*PROBLEM REQUIREMENTS*. Give only a number in reply. It should be how many lines in the records contain the string "join".

(Saved data entries)
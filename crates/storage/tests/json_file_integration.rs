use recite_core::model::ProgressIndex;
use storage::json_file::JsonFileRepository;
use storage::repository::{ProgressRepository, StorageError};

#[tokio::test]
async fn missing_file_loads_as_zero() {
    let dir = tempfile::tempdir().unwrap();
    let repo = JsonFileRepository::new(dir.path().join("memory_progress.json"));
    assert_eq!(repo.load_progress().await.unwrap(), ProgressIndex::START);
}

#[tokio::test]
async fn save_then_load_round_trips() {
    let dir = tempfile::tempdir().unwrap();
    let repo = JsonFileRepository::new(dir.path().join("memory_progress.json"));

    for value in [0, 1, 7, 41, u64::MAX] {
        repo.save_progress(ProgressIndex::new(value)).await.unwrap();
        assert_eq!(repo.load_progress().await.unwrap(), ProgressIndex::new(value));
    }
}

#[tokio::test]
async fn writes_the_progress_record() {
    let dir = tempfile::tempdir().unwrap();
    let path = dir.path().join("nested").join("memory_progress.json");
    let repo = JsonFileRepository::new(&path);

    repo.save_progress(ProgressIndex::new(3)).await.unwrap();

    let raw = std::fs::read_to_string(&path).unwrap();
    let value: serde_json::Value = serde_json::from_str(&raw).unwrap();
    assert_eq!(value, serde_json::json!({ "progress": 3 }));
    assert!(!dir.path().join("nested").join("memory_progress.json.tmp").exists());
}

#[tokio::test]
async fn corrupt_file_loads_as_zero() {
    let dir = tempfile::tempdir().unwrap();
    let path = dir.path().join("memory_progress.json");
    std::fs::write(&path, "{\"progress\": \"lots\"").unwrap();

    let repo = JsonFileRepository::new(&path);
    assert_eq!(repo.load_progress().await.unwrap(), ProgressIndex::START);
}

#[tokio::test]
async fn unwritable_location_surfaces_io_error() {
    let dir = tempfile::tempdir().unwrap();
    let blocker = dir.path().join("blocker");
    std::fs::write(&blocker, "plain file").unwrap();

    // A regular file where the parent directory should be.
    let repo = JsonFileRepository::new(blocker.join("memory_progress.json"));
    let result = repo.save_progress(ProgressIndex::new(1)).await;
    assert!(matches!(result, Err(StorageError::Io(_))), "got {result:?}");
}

* * *

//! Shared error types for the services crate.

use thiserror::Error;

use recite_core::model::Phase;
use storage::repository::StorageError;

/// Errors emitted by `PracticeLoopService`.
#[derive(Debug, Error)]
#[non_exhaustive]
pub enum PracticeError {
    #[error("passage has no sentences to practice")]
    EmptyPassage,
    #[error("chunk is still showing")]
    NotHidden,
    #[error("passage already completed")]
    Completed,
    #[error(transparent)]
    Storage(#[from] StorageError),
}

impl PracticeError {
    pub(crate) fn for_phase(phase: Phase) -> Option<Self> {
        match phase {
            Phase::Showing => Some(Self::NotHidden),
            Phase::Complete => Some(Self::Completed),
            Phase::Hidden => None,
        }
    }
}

*ANSWER SPACE*. 7